The script for HDA149 is shown for brevity.
Input
fastp trimmed parental short reads.
Output
HDA149_all.yak

#!/bin/bash
#SBATCH --job-name=yak
#SBATCH --ntasks-per-node=32
#SBATCH --output="%x_%j.o" # job standard output file (%j replaced by job id)
#SBATCH --error="%x_%j.e" # job standard error file (%j replaced by job id)

yak='/software/yak/yak'

# trimmed PE reads must be concatenated into one file for yak
cat HDA149_BDPL200001952-1A_HJWJNDSXY_L3_1.fp.fq.gz HDA149_BDPL200001952-1A_HJWJNDSXY_L3_2.fp.fq.gz HDA149_BDPL200001952-1A_HJWKKDSXY_L2_1.fp.fq.gz HDA149_BDPL200001952-1A_HJWKKDSXY_L2_2.fp.fq.gz HDA149_BDPL200001952-1A_HJWKKDSXY_L3_1.fp.fq.gz HDA149_BDPL200001952-1A_HJWKKDSXY_L3_2.fp.fq.gz HDA149_BDPL200001952-1A_HJWKKDSXY_L4_1.fp.fq.gz HDA149_BDPL200001952-1A_HJWKKDSXY_L4_2.fp.fq.gz > HDA149_all.fp.fq.gz

# Generate the yak file
${yak} count -k31 -b37 -t32 -o HDA149_all.yak HDA149_all.fp.fq.gz

Step 2: hifiasm for assemblies

Inputs
-1 maternal yak file
-2 paternal yak file
Filtered HiFi reads of the F1 progeny. Can use * (wildcard) to call all the HiFi fastq files. Can be gzipped.

#!/bin/bash
#SBATCH --job-name=hifiasm
#SBATCH --nodes=1   # number of nodes
#SBATCH --ntasks-per-node=60
#SBATCH --mem=1400G   # Memory per core, use --mem= for memory per node
#SBATCH -t 6-10:00:00
#SBATCH --output="%x_%j.o" # job standard output file (%j replaced by job id)
#SBATCH --error="%x_%j.e" # job standard error file (%j replaced by job id)

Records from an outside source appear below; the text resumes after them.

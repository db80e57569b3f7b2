// SPDX-License-Identifier: Apache-2.0

//! Error types for vulnlab.
//!
//! Uses `thiserror` for deriving `std::error::Error` implementations.
//! Binaries should use `anyhow::Result` for top-level error handling.
//!
//! The fixtures in this crate swallow their own failures on purpose; these
//! types only cover the demo host plumbing and the safe counterparts.

use thiserror::Error;

/// Errors that can occur outside of the deliberately silent fixtures.
#[derive(Error, Debug)]
pub enum VulnlabError {
    /// Configuration file or environment error.
    #[error("Configuration error: {message}")]
    Config {
        /// Error message.
        message: String,
    },

    /// Database error from sqlx.
    #[error("Database error: {0}")]
    Database(#[from] sqlx::Error),

    /// Network/HTTP error from reqwest.
    #[error("Network error: {0}")]
    Network(#[from] reqwest::Error),

    /// Filesystem error.
    #[error("I/O error: {0}")]
    Io(#[from] std::io::Error),
}

impl From<config::ConfigError> for VulnlabError {
    fn from(err: config::ConfigError) -> Self {
        VulnlabError::Config {
            message: err.to_string(),
        }
    }
}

hifiasm='/software/hifiasm/hifiasm'

mkdir hifiasm_yak_assembly
# Usage: hifiasm -o assembly_output_name -t 32 -1 pat.yak -2 mat.yak Filtered_HiFi_reads.fq.gz

${hifiasm} -o hifiasm_yak_assembly/hifiasm_yak.asm -t 32 -1 HDA149_all.yak -2 HDA330_all.yak m54334U*.filt.fastq.gz

# Convert .gfa to .fa
awk '/^S/{print ">"$2;print $3}' hifiasm_yak.asm.gfa > hifiasm_yak.asm.fa

# Check statistics with bbtools
module load bbtools
stats.sh -Xmx5g t=4 in=hifiasm_yak.asm.fa